Menteri Hak Asasi Manusia (HAM) Natalius Pigai meluruskan pemahaman publik mengenai istilah "Londo Ireng" nan sempat menjadi perbincangan. Ia menegaskan istilah tersebut tidak ditujukan kepada pekerjaan wartawan.
Hal itu disampaikan Pigai saat menjawab pertanyaan awak media usai menghadiri Pembukaan Sinergitas Lintas Sektoral Kementerian HAM berbareng pemerintah daerah, masyarakat, komunitas, dan pelaku upaya di Hotel The Papandayan, Kota Bandung, Selasa (28/7).

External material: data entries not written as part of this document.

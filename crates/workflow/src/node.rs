//! Workflow nodes.

use serde::{Deserialize, Serialize};

/// A state of the workflow state machine that runs work.
#[derive(Debug, Clone, Copy, PartialEq, Eq, Hash, Serialize, Deserialize)]
#[serde(rename_all = "snake_case")]
pub enum Node {
    Route,
    Retrieve,
    GradeDocuments,
    WebSearch,
    Generate,
    TransformQuery,
}

impl Node {
    pub fn name(&self) -> &'static str {
        match self {
            Node::Route => "route",
            Node::Retrieve => "retrieve",
            Node::GradeDocuments => "grade_documents",
            Node::WebSearch => "web_search",
            Node::Generate => "generate",
            Node::TransformQuery => "transform_query",
        }
    }

    /// User-facing progress text. Routing happens before any visible work.
    pub fn status_message(&self) -> Option<&'static str> {
        match self {
            Node::Route => None,
            Node::Retrieve => Some("Retrieving relevant documents..."),
            Node::GradeDocuments => Some("Evaluating document relevance..."),
            Node::WebSearch => Some("Searching the web for information..."),
            Node::Generate => Some("Generating your answer..."),
            Node::TransformQuery => Some("Refining search query..."),
        }
    }
}

impl std::fmt::Display for Node {
    fn fmt(&self, f: &mut std::fmt::Formatter<'_>) -> std::fmt::Result {
        f.write_str(self.name())
    }
}

/// Where the machine goes after a node.
#[derive(Debug, Clone, Copy, PartialEq, Eq)]
pub enum Transition {
    To(Node),
    Done,
}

Pigai mengatakan terdapat pemberitaan nan menurutnya keliru lantaran mengaitkan istilah tersebut dengan wartawan. Ia menyebut tafsir itu tidak sesuai dengan maksud nan sebenarnya.
"Mana ada wartawan. Itu bukan wartawan," kata Pigai.
Menurutnya, istilah "Londo Ireng" merujuk pada orang-orang nan membantu kepentingan asing hingga mengingkari bangsanya sendiri. Ia mencontohkan istilah tersebut berasal dari masa kolonial ketika sebagian orang pribumi dipersenjatai Belanda untuk membantu kepentingan penjajah.
"Londo Ireng itu maksudnya orang nan membantu orang asing untuk mengingkari negaranya," ujarnya.
Pigai menambahkan istilah tersebut tidak ditujukan kepada pekerjaan tertentu. Menurutnya, jika ada pihak nan berkhianat terhadap kepentingan bangsa, perihal itu dapat berasal dari beragam latar belakang, bukan hanya wartawan.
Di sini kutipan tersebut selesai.